Toe-walking in CP involves:
- plantarflexion throughout stance
- knee hyperextension in mid-late stance
- possible knee pain in adolescence
- This pattern is often due to spasticity in the gastroc-soleus, resulting in inefficient gait mechanics and increased joint stress.
What is recurvatum gait, and how is it managed?
Recurvatum gait is characterized by knee hyperextension during stance due to gastroc-soleus spasticity or weakness.
Management: AFOs set in 3-5 degrees of dorsiflexion to prevent hyperextension and promote proper alignment.
- Preventing knee hyperextension reduces stress on the posterior knee structures and improves gait mechanics.
Why are orthotics commonly used in pediatric gait management?
- Orthotics address primary impairments like spasticity, weakness, and instability.
- They simulate muscle function, improve alignment, and provide stability during gait.
- By enhancing function and supporting development, orthotics promote mobility and reduce energy expenditure.
What is orthotic tuning, and why is it important?
- Orthotic tuning is the process of fine adjustments to the AFO to optimize its performance in gait.
- It involves analyzing kinematics and kinetics to align the device with the patient’s biomechanics.
- Proper tuning ensures the orthosis meets functional goals, such as stability, efficiency, and comfort.
What are solid ankle AFOs, and when are they used?
Solid ankle AFOs are used for moderate to severe hypertonia, distal stability, and gait control.
- They provide maximum support by restricting ankle motion, improving knee stability, and preventing deformities in children with spasticity or weakness.
What are posterior leaf spring AFOs, and what conditions are they used for?
Posterior leaf spring AFOs assist with dorsiflexion during swing and manage foot drop.
- By allowing some ankle motion, they support mild foot drop while promoting a more natural gait pattern.
What are ground reaction AFOs, and when are they indicated?
Ground reaction AFOs are used for crouch gait, weak quads, or lower-level paraplegia.
They provide stability by controlling knee flexion and improving push-off.
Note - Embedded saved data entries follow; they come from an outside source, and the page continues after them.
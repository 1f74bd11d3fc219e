//! Debounced resize observation
//!
//! The engine has no event loop, so resize observation is polled: the host
//! calls [`ResizeObserver::notify`] whenever the observed container's size may
//! have changed and [`ResizeObserver::poll`] on its own cadence. A burst of
//! notifications coalesces into a single ripe poll once the debounce window
//! has passed without further notifications.
//!
//! Browsers deliver one observation immediately after `observe()`, before any
//! actual resize. That initial delivery is modelled too: the first ripe poll
//! after [`ResizeObserver::observe`] is swallowed, and only later ones report
//! a real resize.

use std::time::{Duration, Instant};

use crate::dom::NodeId;

/// Debounce window applied between a size notification and the recompute.
pub const DEFAULT_DEBOUNCE: Duration = Duration::from_millis(50);

/// Polled stand-in for a DOM `ResizeObserver` with a trailing debounce.
#[derive(Debug)]
pub struct ResizeObserver {
  target: Option<NodeId>,
  is_init_observe: bool,
  deadline: Option<Instant>,
  debounce: Duration,
}

impl ResizeObserver {
  pub fn new(debounce: Duration) -> Self {
    Self {
      target: None,
      is_init_observe: true,
      deadline: None,
      debounce,
    }
  }

  /// Starts observing `target`, replacing any previous target.
  ///
  /// Re-arms the initial-observation suppression and drops any pending
  /// notification for the old target.
  pub fn observe(&mut self, target: NodeId) {
    self.target = Some(target);
    self.is_init_observe = true;
    self.deadline = None;
  }

  /// Stops observing. Pending notifications are discarded.
  pub fn disconnect(&mut self) {
    self.target = None;
    self.deadline = None;
  }

  /// Records that the observed container's size may have changed at `now`.
  ///
  /// Each notification restarts the debounce window, so only the trailing
  /// edge of a burst becomes ripe. Ignored while nothing is observed.
  pub fn notify(&mut self, now: Instant) {
    if self.target.is_some() {
      self.deadline = Some(now + self.debounce);
    }
  }

  /// Returns true when a ripe, non-initial notification is consumed.
  ///
  /// The first ripe poll after [`observe`](Self::observe) consumes the
  /// initial observation and reports false.
  pub fn poll(&mut self, now: Instant) -> bool {
    match self.deadline {
      Some(deadline) if now >= deadline => {
        self.deadline = None;
        if self.is_init_observe {
          self.is_init_observe = false;
          false
        } else {
          true
        }
      }
      _ => false,
    }
  }

  pub fn target(&self) -> Option<NodeId> {
    self.target
  }

  pub fn is_observing(&self) -> bool {
    self.target.is_some()
  }

  /// True while a notification is waiting out its debounce window.
  pub fn is_pending(&self) -> bool {
    self.deadline.is_some()
  }

  pub fn debounce(&self) -> Duration {
    self.debounce
  }
}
- These AFOs promote energy-efficient gait by leveraging ground reaction forces to support weak muscles.
What are articulating ankle AFOs, and what are their key features?
Articulating AFOs allow controlled ankle motion with adjustable joints for dorsiflexion assist or plantarflexion resistance.
They are used for mild foot drop, genu recurvatum, or moderate medial-lateral instability.
- These orthoses support dynamic movements while maintaining joint stability, improving function in ambulatory children.
What are the benefits of custom orthoses for pediatric patients?
Custom orthoses ensure proper anatomical alignment, accommodate deformities, and meet the unique needs of growing children.
- Customization optimizes fit and function, addressing individual impairments and activity demands while promoting comfort and adherence.